Dachau Concentration Camp




Published on Oct 25, 2013

Dachau concentration camp (German: Konzentrationslager (KZ) Dachau) was the first of the Nazi concentration camps opened in Germany, intended to hold political prisoners. It is located on the grounds of an abandoned munitions factory near the medieval town of Dachau, about 16 km northwest of Munich in the state of Bavaria, in southern Germany. Opened in 1933 by Heinrich Himmler, its purpose was enlarged to include forced labor, and eventually, the imprisonment of Jews, ordinary German and Austrian criminals, and eventually foreign nationals from countries which Germany occupied or invaded. It was finally liberated in 1945.

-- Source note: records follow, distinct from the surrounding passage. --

// SPDX-License-Identifier: Apache-2.0
// © James Ross Ω FLYING•ROBOTS <https://github.com/flyingrobots>
//! Markup sources, the parsed-template cache, and remote content retrieval.

use std::rc::Rc;

use rustc_hash::FxHashMap;
use tether_dom::{parse, Content, ParseError};
use tracing::{debug, warn};

use crate::ident::{short_hash, template_key, Hash};

/// Where a binding's markup comes from.
#[derive(Debug, Clone, PartialEq, Eq)]
pub enum Markup {
    /// Literal markup text.
    Inline(String),
    /// A template registered on the controller.
    Named(String),
    /// Markup retrieved through the controller's [`ContentFetcher`].
    Remote(String),
    /// Already-parsed content; child regions carry their template this way.
    Content(Rc<Content>),
}

impl Markup {
    /// Inline markup from a string slice.
    pub fn inline(text: &str) -> Self {
        Self::Inline(text.to_owned())
    }

    /// Named template reference.
    pub fn named(name: &str) -> Self {
        Self::Named(name.to_owned())
    }

    /// Remote markup location.
    pub fn remote(url: &str) -> Self {
        Self::Remote(url.to_owned())
    }
}

/// Parsed templates keyed by `blake3("template:" || markup)`, plus the
/// registry of named templates.
#[derive(Debug, Default)]
pub struct TemplateCache {
    parsed: FxHashMap<Hash, Rc<Content>>,
    named: FxHashMap<String, String>,
    hits: u64,
    misses: u64,
}

impl TemplateCache {
    /// Registers (or replaces) a named template after checking it parses.
    pub fn register(&mut self, name: &str, markup: &str) -> Result<(), ParseError> {
        self.parse(markup)?;
        self.named.insert(name.to_owned(), markup.to_owned());
        Ok(())
    }

    /// Markup text of a named template.
    pub fn named(&self, name: &str) -> Option<&str> {
        self.named.get(name).map(String::as_str)
    }

    /// Parses `markup`, reusing a cached tree for identical text.
    pub fn parse(&mut self, markup: &str) -> Result<Rc<Content>, ParseError> {
        let key = template_key(markup);
        if let Some(hit) = self.parsed.get(&key) {
            self.hits += 1;
            return Ok(Rc::clone(hit));
        }
        self.misses += 1;
        let content = Rc::new(parse(markup)?);
        debug!(key = %short_hash(&key), "template parsed");
        self.parsed.insert(key, Rc::clone(&content));
        Ok(content)
    }

    /// `(hits, misses)` since creation.
    pub fn stats(&self) -> (u64, u64) {
        (self.hits, self.misses)
    }
}

/// Result of one retrieval attempt.
#[derive(Debug, Clone, PartialEq, Eq)]
pub enum FetchPoll {
    /// Retrieval finished, with the markup or a failure reason.
    Ready(Result<String, String>),
    /// Retrieval continues; the host later calls
    /// [`crate::Controller::complete_fetch`].
    Pending,
}

/// Host-implemented markup retrieval.
pub trait ContentFetcher {
    /// Starts (or completes) retrieval of `url`.
    fn fetch(&mut self, url: &str) -> FetchPoll;
}

/// Fetcher used when the host supplies none: every request fails.
#[derive(Debug, Default, Clone, Copy)]
pub struct NoFetcher;

impl ContentFetcher for NoFetcher {
    fn fetch(&mut self, url: &str) -> FetchPoll {
        FetchPoll::Ready(Err(format!("no fetcher configured for {url}")))
    }
}

/// Cached state of one remote location.
#[derive(Debug, Clone, PartialEq, Eq)]
pub enum ContentEntry {
    /// Requested, not yet delivered.
    Pending,
    /// Delivered markup.
    Ready(String),
    /// Failed; sticky until [`ContentCache::evict`].
    Failed(String),
}

/// Remote content per location.
#[derive(Debug, Default)]
pub struct ContentCache {
    entries: FxHashMap<String, ContentEntry>,
}

impl ContentCache {
    /// Cached entry for `url`.
    pub fn get(&self, url: &str) -> Option<&ContentEntry> {
        self.entries.get(url)
    }

    /// Stores a delivery or failure for `url`.
    pub fn store(&mut self, url: &str, result: Result<String, String>) {
        let entry = match result {
            Ok(text) => ContentEntry::Ready(text),
            Err(reason) => {
                warn!(url, %reason, "remote markup failed");
                ContentEntry::Failed(reason)
            }
        };
        self.entries.insert(url.to_owned(), entry);
    }

    /// Marks `url` as requested.
    pub fn mark_pending(&mut self, url: &str) {
        self.entries.insert(url.to_owned(), ContentEntry::Pending);
    }

    /// Forgets `url`, allowing a failed location to be retried.
    pub fn evict(&mut self, url: &str) -> Option<ContentEntry> {
        self.entries.remove(url)
    }
}

#[cfg(test)]
#[allow(clippy::unwrap_used)]
mod tests {
    use super::*;

    #[test]
    fn identical_markup_parses_once() {
        let mut cache = TemplateCache::default();
        let a = cache.parse("<p>{{x}}</p>").unwrap();
        let b = cache.parse("<p>{{x}}</p>").unwrap();
        assert!(Rc::ptr_eq(&a, &b));
        assert_eq!(cache.stats(), (1, 1));
    }

    #[test]
    fn register_rejects_bad_markup() {
        let mut cache = TemplateCache::default();
        assert!(cache.register("bad", "<p>").is_err());
        assert!(cache.named("bad").is_none());
        cache.register("ok", "<p></p>").unwrap();
        assert_eq!(cache.named("ok"), Some("<p></p>"));
    }

    #[test]
    fn failures_are_sticky_until_evicted() {
        let mut cache = ContentCache::default();
        cache.store("/a", Err("404".into()));
        assert_eq!(cache.get("/a"), Some(&ContentEntry::Failed("404".into())));
        cache.evict("/a");
        assert!(cache.get("/a").is_none());
    }
}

Prisoners lived in constant fear of brutal treatment and terror detention including standing cells, floggings, the so-called tree or pole hanging, and standing at attention for extremely long periods. There were 32,000 documented deaths at the camp, and thousands that are undocumented.

In the postwar years it served to hold SS soldiers awaiting trial, after 1948, it held ethnic Germans who had been expelled from eastern Europe and were awaiting resettlement, and also was used for a time as a United States military base during the occupation. It was finally closed for use in 1960.

There are several religious memorials within the Memorial Site, and there is no charge to visit.

After the takeover of Bavaria on 9 March 1933, Heinrich Himmler, then Chief of Police in Munich, began to speak with the administration of an unused gunpowder and munitions factory. He toured the site to see if it could be used for quartering protective-custody prisoners. The Concentration Camp at Dachau was opened 22 March 1933, with the arrival of about 200 prisoners from Stadelheim Prison in Munich and the Landsberg fortress (where Hitler had written Mein Kampf during his imprisonment). Himmler announced in the Münchner Neuesten Nachrichten newspaper that the camp could hold up to 5,000 people, and described it as "the first concentration camp for political prisoners" to be used to restore calm to Germany. It became the first regular concentration camp established by the coalition government of the National Socialist Party (Nazi Party) and the German Nationalist People's Party (dissolved on 6 July 1933).

Jehova's Witnesses, homosexuals, and emigrants are sent to KZ Dachau after the 1935 passage of the Nuremberg Laws which institutionalized racial discrimination. In early 1937, the SS, using prisoner labor, initiated construction of a large complex capable of holding 6,000 prisoners. The construction was officially completed in mid-August 1938. More political opponents, and over 11,000 German and Austrian Jews were sent to the camp after the annexation of Austria and the Sudetenland in 1938. Sinti and Roma in the hundreds are sent to the camp in 1939, and over 13,000 prisoners are sent to the camp from Poland in 1940.

The gate at the Jourhaus building through which the prisoner's camp was entered contains the slogan, Arbeit macht frei, or 'Work will make you free.'
The prisoners of Dachau concentration camp originally were to serve as forced labor for a munition factory, and to expand the camp. It was used as a training center for SS guards and was a model for other concentration camps. The camp was about 990 feet wide and 1,980 feet long (300 × 600 m) in rectangular shape. The prisoner's entrance was secured by an iron gate with the motto "Arbeit macht frei" ("Work will make you free"). This reflected Nazi propaganda which trivialized concentration camps as labor and re-education camps, when in fact forced labor was used as a method of torture.

As of 1938, the procedure for new arrivals occurred at the Schubraum, where prisoners were to hand over their clothing and possessions "There we were stripped of all our clothes. Everything had to be handed over: money, rings, watches. One was now stark naked."